The exploit made it possible for attackers to identify individuals and their census responses, including sensitive personal information, when it was combined with a minimal amount of background information, according to the researchers.
The ABS confirmed the finding but said it has addressed the issue after the researchers flagged it last year, along with a mitigation strategy. The ABS said it is not aware of any person’s privacy being compromised.
However, the ABS remedy — restricting some data access and limiting use of the data visualisation tool — would not necessarily prevent more sophisticated attacks in the future, according to the researchers.
A Macquarie University research team, led by Dr Dali Kaafar, identified a vulnerability in the perturbation algorithm used by the ABS for its TableBuilder tool.
TableBuilder is a publicly available online tool provided by the ABS for users to create tables, graphs and maps of census data. When a user inputs a query, results are returned based on real census data but also include a level of “noise”, deliberately introduced through a perturbation algorithm, so the data is not completely accurate and does not identify respondents.
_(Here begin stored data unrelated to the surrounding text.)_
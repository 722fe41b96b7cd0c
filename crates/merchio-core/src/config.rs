//! merchio configuration management
//!
//! Handles configuration from environment variables and TOML files.
//! The datasource URL and the token signing secret have no defaults and
//! must be supplied before the server starts.

use serde::{Deserialize, Serialize};
use std::path::PathBuf;

/// Main application configuration
#[derive(Debug, Clone, Serialize, Deserialize, Default)]
#[serde(default)]
pub struct AppConfig {
    /// Server configuration
    pub server: ServerConfig,

    /// Database connection
    pub database: DatabaseConfig,

    /// Session token settings
    pub auth: AuthConfig,

    /// Logging configuration
    pub logging: LoggingConfig,
}

impl AppConfig {
    /// Load configuration from environment variables
    pub fn from_env() -> Result<Self, ConfigError> {
        Self::default().with_env_override()
    }

    /// Load from a TOML file
    pub fn from_file(path: impl Into<PathBuf>) -> Result<Self, ConfigError> {
        let path = path.into();
        let content = std::fs::read_to_string(&path).map_err(|e| ConfigError::FileReadError {
            path: path.clone(),
            source: e,
        })?;

        Self::from_toml_str(&content).map_err(|message| ConfigError::ParseError { path, message })
    }

    /// Parse configuration from TOML text
    pub fn from_toml_str(content: &str) -> Result<Self, String> {
        toml::from_str(content).map_err(|e| e.to_string())
    }

    /// Overlay environment variables on top of this configuration
    pub fn with_env_override(mut self) -> Result<Self, ConfigError> {
        // Server
        if let Ok(host) = std::env::var("API_HOST") {
            self.server.host = host;
        }
        if let Ok(port) = std::env::var("API_PORT") {
            self.server.port = parse_var("API_PORT", port)?;
        }

        // PostgreSQL (POSTGRES_CONN is the legacy name)
        if let Ok(url) = std::env::var("DATABASE_URL").or_else(|_| std::env::var("POSTGRES_CONN")) {
            self.database.url = url;
        }
        if let Ok(max) = std::env::var("DATABASE_MAX_CONNECTIONS") {
            self.database.max_connections = parse_var("DATABASE_MAX_CONNECTIONS", max)?;
        }

        // Tokens
        if let Ok(secret) = std::env::var("JWT_SECRET") {
            self.auth.jwt_secret = secret;
        }
        if let Ok(secs) = std::env::var("JWT_EXPIRATION_SECS") {
            self.auth.token_expiration_secs = parse_var("JWT_EXPIRATION_SECS", secs)?;
        }
        if let Ok(flag) = std::env::var("JWT_ENFORCE_EXPIRY") {
            self.auth.enforce_expiry = parse_var("JWT_ENFORCE_EXPIRY", flag)?;
        }

        // Logging
        if let Ok(level) = std::env::var("LOG_LEVEL") {
            self.logging.level = level;
        }
        if let Ok(format) = std::env::var("LOG_FORMAT") {
            self.logging.json_format = format.eq_ignore_ascii_case("json");
        }

        Ok(self)
    }

    /// Check that every required value is present
    pub fn validate(&self) -> Result<(), ConfigError> {
        if self.database.url.trim().is_empty() {
            return Err(ConfigError::MissingRequired("DATABASE_URL".to_string()));
        }
        if self.auth.jwt_secret.is_empty() {
            return Err(ConfigError::MissingRequired("JWT_SECRET".to_string()));
        }
        if self.auth.token_expiration_secs <= 0 {
            return Err(ConfigError::InvalidValue {
                key: "JWT_EXPIRATION_SECS".to_string(),
                value: self.auth.token_expiration_secs.to_string(),
            });
        }
        Ok(())
    }

    /// Socket address the server binds to
    pub fn bind_addr(&self) -> String {
        format!("{}:{}", self.server.host, self.server.port)
    }
}

fn parse_var<T: std::str::FromStr>(key: &str, value: String) -> Result<T, ConfigError> {
    value.parse().map_err(|_| ConfigError::InvalidValue {
        key: key.to_string(),
        value,
    })
}

/// Server configuration
#[derive(Debug, Clone, Serialize, Deserialize)]
#[serde(default)]
pub struct ServerConfig {
    /// Host to bind to
    pub host: String,

    /// Port to listen on
    pub port: u16,
}

impl Default for ServerConfig {
    fn default() -> Self {
        Self {
            host: "0.0.0.0".to_string(),
            port: 8080,
        }
    }
}

/// Database connection configuration
#[derive(Debug, Clone, Serialize, Deserialize)]
#[serde(default)]
pub struct DatabaseConfig {
    /// PostgreSQL connection URL
    pub url: String,

    /// PostgreSQL connection pool size
    pub max_connections: u32,
}

impl Default for DatabaseConfig {
    fn default() -> Self {
        Self {
            url: String::new(),
            max_connections: 10,
        }
    }
}

/// Session token configuration
#[derive(Debug, Clone, Serialize, Deserialize)]
#[serde(default)]
pub struct AuthConfig {
    /// HMAC signing secret
    pub jwt_secret: String,

    /// Token lifetime in seconds (default: 24 hours)
    pub token_expiration_secs: i64,

    /// Reject tokens whose `exp` has passed
    pub enforce_expiry: bool,
}

impl Default for AuthConfig {
    fn default() -> Self {
        Self {
            jwt_secret: String::new(),
            token_expiration_secs: 24 * 60 * 60,
            enforce_expiry: false,
        }
    }
}

/// Logging configuration
#[derive(Debug, Clone, Serialize, Deserialize)]
#[serde(default)]
pub struct LoggingConfig {
    /// Log level (trace, debug, info, warn, error)
    pub level: String,

    /// JSON format for logs
    pub json_format: bool,
}

impl Default for LoggingConfig {
    fn default() -> Self {
        Self {
            level: "info".to_string(),
            json_format: false,
        }
    }
}

/// Configuration errors
#[derive(Debug, thiserror::Error)]
pub enum ConfigError {
    #[error("Failed to read config file {path}: {source}")]
    FileReadError {
        path: PathBuf,
        #[source]
        source: std::io::Error,
    },

    #[error("Failed to parse config file {path}: {message}")]
    ParseError { path: PathBuf, message: String },

    #[error("Invalid value for {key}: {value}")]
    InvalidValue { key: String, value: String },

    #[error("Missing required configuration: {0}")]
    MissingRequired(String),
}
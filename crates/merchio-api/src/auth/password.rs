/// Password hashing and verification using Argon2id
///
/// Hashes are PHC strings that embed the algorithm, cost parameters and a
/// random 16-byte salt, so verification needs nothing but the stored string:
/// - Memory: 64 MB
/// - Iterations: 3
/// - Parallelism: 4 threads
/// - Output: 32 bytes hash
use argon2::{
    password_hash::{rand_core::OsRng, PasswordHash, PasswordHasher, PasswordVerifier, SaltString},
    Argon2, Params,
};
use thiserror::Error;

/// Password hashing and verification errors
#[derive(Debug, Error)]
pub enum PasswordError {
    #[error("Failed to hash password: {0}")]
    HashingFailed(String),

    #[error("Failed to verify password: {0}")]
    VerificationFailed(String),

    #[error("Invalid password hash format")]
    InvalidHashFormat,
}

/// Password hashing configuration
///
/// Increasing memory or iterations improves brute-force resistance but slows
/// down every login.
#[derive(Debug, Clone)]
pub struct PasswordConfig {
    /// Memory cost in KB (default: 65536 = 64 MB)
    pub memory_cost: u32,
    /// Time cost (iterations, default: 3)
    pub time_cost: u32,
    /// Parallelism (threads, default: 4)
    pub parallelism: u32,
    /// Output length in bytes (default: 32)
    pub output_len: Option<usize>,
}

impl Default for PasswordConfig {
    fn default() -> Self {
        Self {
            memory_cost: 65536, // 64 MB
            time_cost: 3,
            parallelism: 4,
            output_len: Some(32),
        }
    }
}

impl PasswordConfig {
    /// Cheap parameters for tests and local development
    pub fn light() -> Self {
        Self {
            memory_cost: 8192, // 8 MB
            time_cost: 1,
            parallelism: 1,
            output_len: Some(32),
        }
    }

    fn to_params(&self) -> Result<Params, PasswordError> {
        Params::new(
            self.memory_cost,
            self.time_cost,
            self.parallelism,
            self.output_len,
        )
        .map_err(|e| PasswordError::HashingFailed(e.to_string()))
    }
}

/// Hash a plaintext password using Argon2id with the default parameters
///
/// # Example
///
/// ```no_run
/// use merchio_api::auth::password::hash_password;
///
/// let hash = hash_password("secret1").expect("Failed to hash password");
/// assert!(hash.starts_with("$argon2id$"));
/// ```
pub fn hash_password(password: &str) -> Result<String, PasswordError> {
    hash_password_with_config(password, &PasswordConfig::default())
}

/// Hash a password with custom configuration
pub fn hash_password_with_config(
    password: &str,
    config: &PasswordConfig,
) -> Result<String, PasswordError> {
    let salt = SaltString::generate(&mut OsRng);

    let params = config.to_params()?;
    let argon2 = Argon2::new(argon2::Algorithm::Argon2id, argon2::Version::V0x13, params);

    let password_hash = argon2
        .hash_password(password.as_bytes(), &salt)
        .map_err(|e| PasswordError::HashingFailed(e.to_string()))?;

    Ok(password_hash.to_string())
}

/// Verify a plaintext password against a stored hash
///
/// # Returns
///
/// * `Ok(true)` - Password matches
/// * `Ok(false)` - Password does not match
/// * `Err(PasswordError::InvalidHashFormat)` - The stored hash is not a PHC string
pub fn verify_password(password: &str, hash: &str) -> Result<bool, PasswordError> {
    let parsed_hash = PasswordHash::new(hash).map_err(|_| PasswordError::InvalidHashFormat)?;

    // Parameters come from the parsed hash, not from this instance
    let argon2 = Argon2::default();

    match argon2.verify_password(password.as_bytes(), &parsed_hash) {
        Ok(()) => Ok(true),
        Err(argon2::password_hash::Error::Password) => Ok(false),
        Err(e) => Err(PasswordError::VerificationFailed(e.to_string())),
    }
}

/// Hash on the blocking thread pool
pub async fn hash_password_blocking(
    password: String,
    config: PasswordConfig,
) -> Result<String, PasswordError> {
    tokio::task::spawn_blocking(move || hash_password_with_config(&password, &config))
        .await
        .map_err(|e| PasswordError::HashingFailed(e.to_string()))?
}

/// Verify on the blocking thread pool
pub async fn verify_password_blocking(
    password: String,
    hash: String,
) -> Result<bool, PasswordError> {
    tokio::task::spawn_blocking(move || verify_password(&password, &hash))
        .await
        .map_err(|e| PasswordError::VerificationFailed(e.to_string()))?
}
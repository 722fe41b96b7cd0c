//! Authentication API handler
//!
//! One endpoint serves both signup and login: the first request for a
//! username creates the account, later requests must present the same
//! password.

use crate::audit::{audit_log, extract_ip_address, extract_user_agent, AuditEvent};
use crate::auth::AuthServiceError;
use crate::error::{AppError, BAD_REQUEST_MESSAGE};
use crate::state::AppState;
use axum::{
    extract::{rejection::JsonRejection, State},
    http::HeaderMap,
    response::IntoResponse,
    Json,
};
use serde::{Deserialize, Serialize};
use std::sync::Arc;
use utoipa::ToSchema;
use validator::Validate;

/// Credentials submitted to `/api/auth`
#[derive(Debug, Deserialize, Validate, ToSchema)]
pub struct AuthRequest {
    #[validate(length(min = 1, message = "Username cannot be empty"))]
    pub username: String,

    #[validate(length(min = 1, message = "Password cannot be empty"))]
    pub password: String,
}

/// Issued session token
#[derive(Debug, Serialize, Deserialize, ToSchema)]
pub struct AuthResponse {
    pub token: String,
}

/// Authenticate or register
///
/// # Responses
///
/// * `200 OK` - Token issued
/// * `400 Bad Request` - Body is not JSON or a field is empty
/// * `401 Unauthorized` - Wrong password for an existing user
/// * `500 Internal Server Error` - Store, hashing or signing failure
#[utoipa::path(
    post,
    path = "/api/auth",
    tag = "auth",
    request_body = AuthRequest,
    responses(
        (status = 200, description = "Token issued", body = AuthResponse),
        (status = 400, description = "Malformed request", body = String),
        (status = 401, description = "Wrong password", body = String),
        (status = 500, description = "Internal server error", body = String),
    )
)]
pub async fn auth_handler(
    State(state): State<Arc<AppState>>,
    headers: HeaderMap,
    payload: Result<Json<AuthRequest>, JsonRejection>,
) -> Result<impl IntoResponse, AppError> {
    let Json(request) = payload?;
    if let Err(e) = request.validate() {
        tracing::debug!(error = %e, "Invalid credentials payload");
        return Err(AppError::BadRequest(BAD_REQUEST_MESSAGE.to_string()));
    }

    let ip_address = extract_ip_address(&headers);
    let user_agent = extract_user_agent(&headers);

    match state
        .auth
        .authenticate(&request.username, &request.password)
        .await
    {
        Ok(outcome) => {
            if outcome.registered {
                audit_log(&AuditEvent::Registration {
                    user_id: outcome.user_id,
                    username: request.username.clone(),
                    ip_address: ip_address.clone(),
                    user_agent: user_agent.clone(),
                });
            }
            audit_log(&AuditEvent::LoginSuccess {
                user_id: outcome.user_id,
                username: request.username,
                ip_address,
                user_agent,
            });

            Ok(Json(AuthResponse {
                token: outcome.token,
            }))
        }
        Err(e) => {
            if matches!(e, AuthServiceError::InvalidCredentials) {
                audit_log(&AuditEvent::LoginFailure {
                    username: request.username,
                    reason: e.to_string(),
                    ip_address,
                    user_agent,
                });
            }
            Err(e.into())
        }
    }
}
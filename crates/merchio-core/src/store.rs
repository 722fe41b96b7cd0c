//! Credential store
//!
//! Persists user accounts (username, password hash, coin balance).
//! `PgUserStore` is the production backend over SQLx and PostgreSQL;
//! `InMemoryUserStore` backs tests and local runs without a database.

use async_trait::async_trait;
use chrono::{DateTime, Utc};
use sqlx::postgres::{PgPool, PgPoolOptions};
use sqlx::FromRow;
use std::collections::HashMap;
use tokio::sync::RwLock;

use crate::{MerchError, Result, User, STARTING_COINS};

/// Trait for credential store operations
#[async_trait]
pub trait UserRepository: Send + Sync {
    /// Check whether a username is taken
    async fn exists(&self, username: &str) -> Result<bool>;

    /// Create an account with the starting balance and return its id
    ///
    /// Fails with `MerchError::AlreadyExists` when the username is taken.
    async fn create(&self, username: &str, password_hash: &str) -> Result<i64>;

    /// Get user by username, `MerchError::NotFound` if absent
    async fn find_by_username(&self, username: &str) -> Result<User>;

    /// Get user by id, `MerchError::NotFound` if absent
    async fn find_by_id(&self, id: i64) -> Result<User>;
}

// ============================================================================
// PostgreSQL
// ============================================================================

const CREATE_USERS_TABLE: &str = r#"
    CREATE TABLE IF NOT EXISTS users (
        id          BIGSERIAL PRIMARY KEY,
        username    TEXT        NOT NULL UNIQUE,
        password    TEXT        NOT NULL,
        coins       BIGINT      NOT NULL DEFAULT 1000 CHECK (coins >= 0),
        created_at  TIMESTAMPTZ NOT NULL DEFAULT NOW()
    )
"#;

/// PostgreSQL user store
#[derive(Clone)]
pub struct PgUserStore {
    pool: PgPool,
}

impl PgUserStore {
    /// Create a new store with its own connection pool
    pub async fn connect(database_url: &str, max_connections: u32) -> Result<Self> {
        let pool = PgPoolOptions::new()
            .max_connections(max_connections)
            .connect(database_url)
            .await
            .map_err(|e| MerchError::DatabaseError(format!("PostgreSQL connection failed: {e}")))?;

        Ok(Self { pool })
    }

    /// Create the `users` table if it does not exist yet
    pub async fn migrate(&self) -> Result<()> {
        sqlx::query(CREATE_USERS_TABLE)
            .execute(&self.pool)
            .await
            .map_err(|e| MerchError::DatabaseError(format!("Failed to create users table: {e}")))?;

        Ok(())
    }
}

/// User row from database
#[derive(Debug, FromRow)]
struct UserRow {
    id: i64,
    username: String,
    password: String,
    coins: i64,
    created_at: DateTime<Utc>,
}

impl From<UserRow> for User {
    fn from(row: UserRow) -> Self {
        User {
            id: row.id,
            username: row.username,
            password_hash: row.password,
            coins: row.coins,
            created_at: row.created_at,
        }
    }
}

#[async_trait]
impl UserRepository for PgUserStore {
    async fn exists(&self, username: &str) -> Result<bool> {
        let exists: bool =
            sqlx::query_scalar("SELECT EXISTS (SELECT 1 FROM users WHERE username = $1)")
                .bind(username)
                .fetch_one(&self.pool)
                .await
                .map_err(|e| MerchError::DatabaseError(format!("Failed to check user: {e}")))?;

        Ok(exists)
    }

    async fn create(&self, username: &str, password_hash: &str) -> Result<i64> {
        let row: (i64,) = sqlx::query_as(
            "INSERT INTO users (username, password, coins) VALUES ($1, $2, $3) RETURNING id",
        )
        .bind(username)
        .bind(password_hash)
        .bind(STARTING_COINS)
        .fetch_one(&self.pool)
        .await
        .map_err(|e| match e.as_database_error() {
            Some(db) if db.is_unique_violation() => MerchError::AlreadyExists(username.to_string()),
            _ => MerchError::DatabaseError(format!("Failed to create user: {e}")),
        })?;

        Ok(row.0)
    }

    async fn find_by_username(&self, username: &str) -> Result<User> {
        let row: Option<UserRow> = sqlx::query_as(
            "SELECT id, username, password, coins, created_at FROM users WHERE username = $1",
        )
        .bind(username)
        .fetch_optional(&self.pool)
        .await
        .map_err(|e| MerchError::DatabaseError(format!("Failed to get user: {e}")))?;

        row.map(User::from)
            .ok_or_else(|| MerchError::NotFound(username.to_string()))
    }

    async fn find_by_id(&self, id: i64) -> Result<User> {
        let row: Option<UserRow> = sqlx::query_as(
            "SELECT id, username, password, coins, created_at FROM users WHERE id = $1",
        )
        .bind(id)
        .fetch_optional(&self.pool)
        .await
        .map_err(|e| MerchError::DatabaseError(format!("Failed to get user: {e}")))?;

        row.map(User::from)
            .ok_or_else(|| MerchError::NotFound(format!("id {id}")))
    }
}

// ============================================================================
// In-memory
// ============================================================================

#[derive(Default)]
struct MemoryState {
    users: HashMap<String, User>,
    last_id: i64,
}

/// In-memory user store
///
/// Ids are assigned sequentially starting at 1, like a fresh `BIGSERIAL`.
#[derive(Default)]
pub struct InMemoryUserStore {
    state: RwLock<MemoryState>,
}

impl InMemoryUserStore {
    pub fn new() -> Self {
        Self::default()
    }

    /// Number of stored accounts
    pub async fn len(&self) -> usize {
        self.state.read().await.users.len()
    }

    pub async fn is_empty(&self) -> bool {
        self.len().await == 0
    }
}

#[async_trait]
impl UserRepository for InMemoryUserStore {
    async fn exists(&self, username: &str) -> Result<bool> {
        Ok(self.state.read().await.users.contains_key(username))
    }

    async fn create(&self, username: &str, password_hash: &str) -> Result<i64> {
        let mut state = self.state.write().await;
        if state.users.contains_key(username) {
            return Err(MerchError::AlreadyExists(username.to_string()));
        }

        state.last_id += 1;
        let id = state.last_id;
        state.users.insert(
            username.to_string(),
            User {
                id,
                username: username.to_string(),
                password_hash: password_hash.to_string(),
                coins: STARTING_COINS,
                created_at: Utc::now(),
            },
        );

        tracing::debug!(user_id = id, username, "Created user in memory store");
        Ok(id)
    }

    async fn find_by_username(&self, username: &str) -> Result<User> {
        self.state
            .read()
            .await
            .users
            .get(username)
            .cloned()
            .ok_or_else(|| MerchError::NotFound(username.to_string()))
    }

    async fn find_by_id(&self, id: i64) -> Result<User> {
        self.state
            .read()
            .await
            .users
            .values()
            .find(|u| u.id == id)
            .cloned()
            .ok_or_else(|| MerchError::NotFound(format!("id {id}")))
    }
}
//! merchio API Server
//!
//! Configuration comes from the environment, optionally layered over a TOML
//! file named by `MERCHIO_CONFIG`.

use anyhow::Context;
use merchio_api::{create_router, state::AppState};
use merchio_core::config::{AppConfig, LoggingConfig};
use merchio_core::PgUserStore;
use std::sync::Arc;
use tracing_subscriber::EnvFilter;

fn init_tracing(logging: &LoggingConfig) {
    let level = &logging.level;
    let filter = EnvFilter::try_from_default_env().unwrap_or_else(|_| {
        format!("merchio={level},merchio_api={level},merchio_core={level},tower_http={level},audit=info")
            .into()
    });

    if logging.json_format {
        tracing_subscriber::fmt().json().with_env_filter(filter).init();
    } else {
        tracing_subscriber::fmt().with_env_filter(filter).init();
    }
}

fn load_config() -> anyhow::Result<AppConfig> {
    let config = match std::env::var("MERCHIO_CONFIG") {
        Ok(path) => AppConfig::from_file(path)?.with_env_override()?,
        Err(_) => AppConfig::from_env()?,
    };
    config.validate()?;
    Ok(config)
}

#[tokio::main]
async fn main() -> anyhow::Result<()> {
    // Missing secret or datasource stops the process here
    let config = load_config().context("Invalid configuration")?;
    init_tracing(&config.logging);

    let store = PgUserStore::connect(&config.database.url, config.database.max_connections)
        .await
        .context("Failed to connect to PostgreSQL")?;
    store.migrate().await.context("Failed to prepare schema")?;
    tracing::info!("Connected to PostgreSQL");

    let addr = config.bind_addr();
    let state = Arc::new(AppState::new(&config, Arc::new(store)));
    let app = create_router(state);

    let listener = tokio::net::TcpListener::bind(&addr).await?;
    tracing::info!("merchio API Server starting on http://{}", addr);
    tracing::info!("Swagger UI available at http://{}/swagger-ui/", addr);

    axum::serve(listener, app).await?;

    Ok(())
}
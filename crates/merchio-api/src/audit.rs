//! Security audit logging for authentication events
//!
//! All audit events are logged at INFO level with the "audit" target,
//! so they can be filtered and routed apart from application logs
//! (e.g. `RUST_LOG=audit=info`).
//!
//! # Example
//!
//! ```ignore
//! use merchio_api::audit::{audit_log, AuditEvent};
//!
//! audit_log(&AuditEvent::LoginSuccess {
//!     user_id: 1,
//!     username: "alice".to_string(),
//!     ip_address: Some("192.168.1.1".to_string()),
//!     user_agent: None,
//! });
//! ```

use chrono::Utc;
use serde::{Deserialize, Serialize};
use tracing::info;

/// Security audit events
#[derive(Debug, Clone, Serialize, Deserialize)]
#[serde(tag = "event_type", rename_all = "snake_case")]
pub enum AuditEvent {
    /// Account created on first authentication
    Registration {
        user_id: i64,
        username: String,
        ip_address: Option<String>,
        user_agent: Option<String>,
    },

    /// Token issued for valid credentials
    LoginSuccess {
        user_id: i64,
        username: String,
        ip_address: Option<String>,
        user_agent: Option<String>,
    },

    /// Authentication rejected or aborted
    LoginFailure {
        username: String,
        reason: String,
        ip_address: Option<String>,
        user_agent: Option<String>,
    },

    /// Missing, invalid or expired session token
    InvalidToken {
        ip_address: Option<String>,
        user_agent: Option<String>,
        reason: String,
    },
}

/// Log a security audit event with structured fields
///
/// The event is also serialized to JSON in the `event` field for log
/// aggregators.
pub fn audit_log(event: &AuditEvent) {
    let timestamp = Utc::now();

    let event_json = serde_json::to_string(event)
        .unwrap_or_else(|e| format!("{{\"error\":\"Failed to serialize audit event: {e}\"}}"));

    match event {
        AuditEvent::Registration {
            user_id,
            username,
            ip_address,
            ..
        } => {
            info!(
                target: "audit",
                timestamp = %timestamp,
                event = %event_json,
                user_id = %user_id,
                username = %username,
                ip_address = ?ip_address,
                "User registered"
            );
        }
        AuditEvent::LoginSuccess {
            user_id,
            username,
            ip_address,
            ..
        } => {
            info!(
                target: "audit",
                timestamp = %timestamp,
                event = %event_json,
                user_id = %user_id,
                username = %username,
                ip_address = ?ip_address,
                "Login successful"
            );
        }
        AuditEvent::LoginFailure {
            username,
            reason,
            ip_address,
            ..
        } => {
            info!(
                target: "audit",
                timestamp = %timestamp,
                event = %event_json,
                username = %username,
                reason = %reason,
                ip_address = ?ip_address,
                "Login failed"
            );
        }
        AuditEvent::InvalidToken {
            ip_address, reason, ..
        } => {
            info!(
                target: "audit",
                timestamp = %timestamp,
                event = %event_json,
                ip_address = ?ip_address,
                reason = %reason,
                "Invalid token"
            );
        }
    }
}

/// Extract client IP address from proxy headers
///
/// Checks X-Forwarded-For (first hop), then X-Real-IP.
pub fn extract_ip_address(headers: &axum::http::HeaderMap) -> Option<String> {
    if let Some(xff) = headers.get("x-forwarded-for") {
        if let Ok(xff_str) = xff.to_str() {
            if let Some(first_ip) = xff_str.split(',').next() {
                return Some(first_ip.trim().to_string());
            }
        }
    }

    if let Some(real_ip) = headers.get("x-real-ip") {
        if let Ok(ip_str) = real_ip.to_str() {
            return Some(ip_str.to_string());
        }
    }

    None
}

/// Extract user agent from request headers
pub fn extract_user_agent(headers: &axum::http::HeaderMap) -> Option<String> {
    headers
        .get(axum::http::header::USER_AGENT)
        .and_then(|ua| ua.to_str().ok())
        .map(|s| s.to_string())
}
But researchers demonstrated how an attacker could remove the “noise” by conducting multiple queries to determine the algorithm’s parameters and separate noise, eventually revealing accurate census data and making it possible to identify respondents.
Once an accurate census response has been found, only “a little background information is enough to link them to real persons in the population”.
“The implications here are now suddenly any attacker can craft queries in a specific way to reconstruct the original census data that is being protected by this algorithm,” said research author and Professor of Privacy Preserving Technologies at Macquarie University, Dr Dali Kaafar.
“Removing this protection has been shown by this research to be not only feasible but also actually quite easy,” said Dr Kaafar.
Dr Kaafar, who is also the chief scientist of the Optus Macquarie University cybersecurity hub, told Which-50 just 200 queries — a relatively low bar because queries are easily automated — would return a probability of above 95 per cent that data is exactly accurate.
Having the accurate starting point then allows attackers to add more and more data, eventually identifying individuals and their census responses.
“The more you know the easier it becomes to add more knowledge … Basically you can reconstruct every little thing about that individual, for example,” Kaafar explained.
For ethical reasons the Macquarie University researchers conducted tests on synthetic data sets with a TableBuilder API, but say the practice was applicable to census data through the publicly available web interface tool.
An ABS spokesperson told Which-50 they had been working with Dr Kaafar on a fix since early 2017.
However, the ABS response may not be enough to prevent more sophisticated attacks in the future, Kaafar said.
“In response to the identified vulnerability, ABS has tried to bring some upcoming changes to the TableBuilder tool … We believe that a more controlled access to TableBuilder is definitely a step in the right direction.
“However, It is not clear exactly how safe these measures would be against a non-naïve attacker who would operate in a stealthy way. Besides, it is extremely important to be able to quantify the residual risks taken, and these fixes are somehow just empirical in nature and not provably robust against our attack or other potential ones. In essence, no one really knowns whether these would be secure enough.
“Our recommendation is to adopt provable privacy approaches, rather than probably private ones.”
While most people will rightly be concerned about the risk of identification, there are other potentially more harmful outcomes, according to Dr Kaafar.
“The bigger issue here is this is not only a re-identification risk, from a privacy perspective. This is actually what privacy researchers call a reconstruction attack, where you reconstruct the whole database.”
It means attackers with enough resources, likely at the state actor level, could use the method to reconstruct the entire census database, giving them access to details of the Australian people. The implication then, Kafaar says, is the chance of more sophisticated cyber attacks including phishing, social engineering attacks and malware spreading.
“When you know details about people you can actually lure them or fool them in so many different ways … Implications go beyond the simple information leakage perspective.”